Problem ->
Please write out the listing beneath this sentence exactly, from its first line to the line with "never announces fills.", and stop there.
____
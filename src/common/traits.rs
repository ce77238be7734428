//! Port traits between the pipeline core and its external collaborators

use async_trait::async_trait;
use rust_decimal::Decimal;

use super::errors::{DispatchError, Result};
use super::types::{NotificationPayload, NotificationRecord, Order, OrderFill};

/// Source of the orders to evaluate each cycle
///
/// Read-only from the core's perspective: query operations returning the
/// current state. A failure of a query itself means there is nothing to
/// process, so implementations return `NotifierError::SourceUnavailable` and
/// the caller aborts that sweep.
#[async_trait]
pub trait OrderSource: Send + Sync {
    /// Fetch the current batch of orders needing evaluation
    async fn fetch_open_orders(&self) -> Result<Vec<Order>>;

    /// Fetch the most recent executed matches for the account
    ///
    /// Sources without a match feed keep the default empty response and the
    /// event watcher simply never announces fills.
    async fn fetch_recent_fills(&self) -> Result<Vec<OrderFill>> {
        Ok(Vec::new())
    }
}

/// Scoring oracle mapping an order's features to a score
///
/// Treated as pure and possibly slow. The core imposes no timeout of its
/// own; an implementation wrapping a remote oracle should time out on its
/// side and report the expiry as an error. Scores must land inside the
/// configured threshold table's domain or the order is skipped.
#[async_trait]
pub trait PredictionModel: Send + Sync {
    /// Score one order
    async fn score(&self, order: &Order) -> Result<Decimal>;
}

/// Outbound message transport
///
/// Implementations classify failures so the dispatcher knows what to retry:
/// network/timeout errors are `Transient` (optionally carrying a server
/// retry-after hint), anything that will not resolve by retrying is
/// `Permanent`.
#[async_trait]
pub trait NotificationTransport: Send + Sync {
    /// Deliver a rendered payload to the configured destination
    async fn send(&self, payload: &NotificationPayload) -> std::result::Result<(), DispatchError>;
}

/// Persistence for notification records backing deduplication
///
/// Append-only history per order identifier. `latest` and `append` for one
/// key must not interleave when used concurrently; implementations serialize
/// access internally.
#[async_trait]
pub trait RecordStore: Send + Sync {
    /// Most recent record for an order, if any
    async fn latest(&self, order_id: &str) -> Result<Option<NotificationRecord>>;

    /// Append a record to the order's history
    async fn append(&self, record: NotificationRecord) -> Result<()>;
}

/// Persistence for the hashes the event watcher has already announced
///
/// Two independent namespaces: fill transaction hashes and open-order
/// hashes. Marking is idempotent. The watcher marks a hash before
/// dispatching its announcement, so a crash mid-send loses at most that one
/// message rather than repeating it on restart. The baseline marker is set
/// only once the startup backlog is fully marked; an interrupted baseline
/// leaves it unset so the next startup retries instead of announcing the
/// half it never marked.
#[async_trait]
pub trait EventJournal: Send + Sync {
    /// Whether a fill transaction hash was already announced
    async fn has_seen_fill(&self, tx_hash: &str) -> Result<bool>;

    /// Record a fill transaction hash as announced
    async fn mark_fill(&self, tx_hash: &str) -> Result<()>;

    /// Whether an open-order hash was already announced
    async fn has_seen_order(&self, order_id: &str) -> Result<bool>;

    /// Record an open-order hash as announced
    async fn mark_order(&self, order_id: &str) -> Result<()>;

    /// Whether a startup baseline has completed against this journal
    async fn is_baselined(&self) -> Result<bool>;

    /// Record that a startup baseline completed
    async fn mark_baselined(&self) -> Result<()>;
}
____
Result of this task ->
filename src/common/traits.rs
repository ce77238be7734428
//! Port traits between the pipeline core and its external collaborators

use async_trait::async_trait;
use rust_decimal::Decimal;

use super::errors::{DispatchError, Result};
use super::types::{NotificationPayload, NotificationRecord, Order, OrderFill};

/// Source of the orders to evaluate each cycle
///
/// Read-only from the core's perspective: query operations returning the
/// current state. A failure of a query itself means there is nothing to
/// process, so implementations return `NotifierError::SourceUnavailable` and
/// the caller aborts that sweep.
#[async_trait]
pub trait OrderSource: Send + Sync {
    /// Fetch the current batch of orders needing evaluation
    async fn fetch_open_orders(&self) -> Result<Vec<Order>>;

    /// Fetch the most recent executed matches for the account
    ///
    /// Sources without a match feed keep the default empty response and the
    /// event watcher simply never announces fills.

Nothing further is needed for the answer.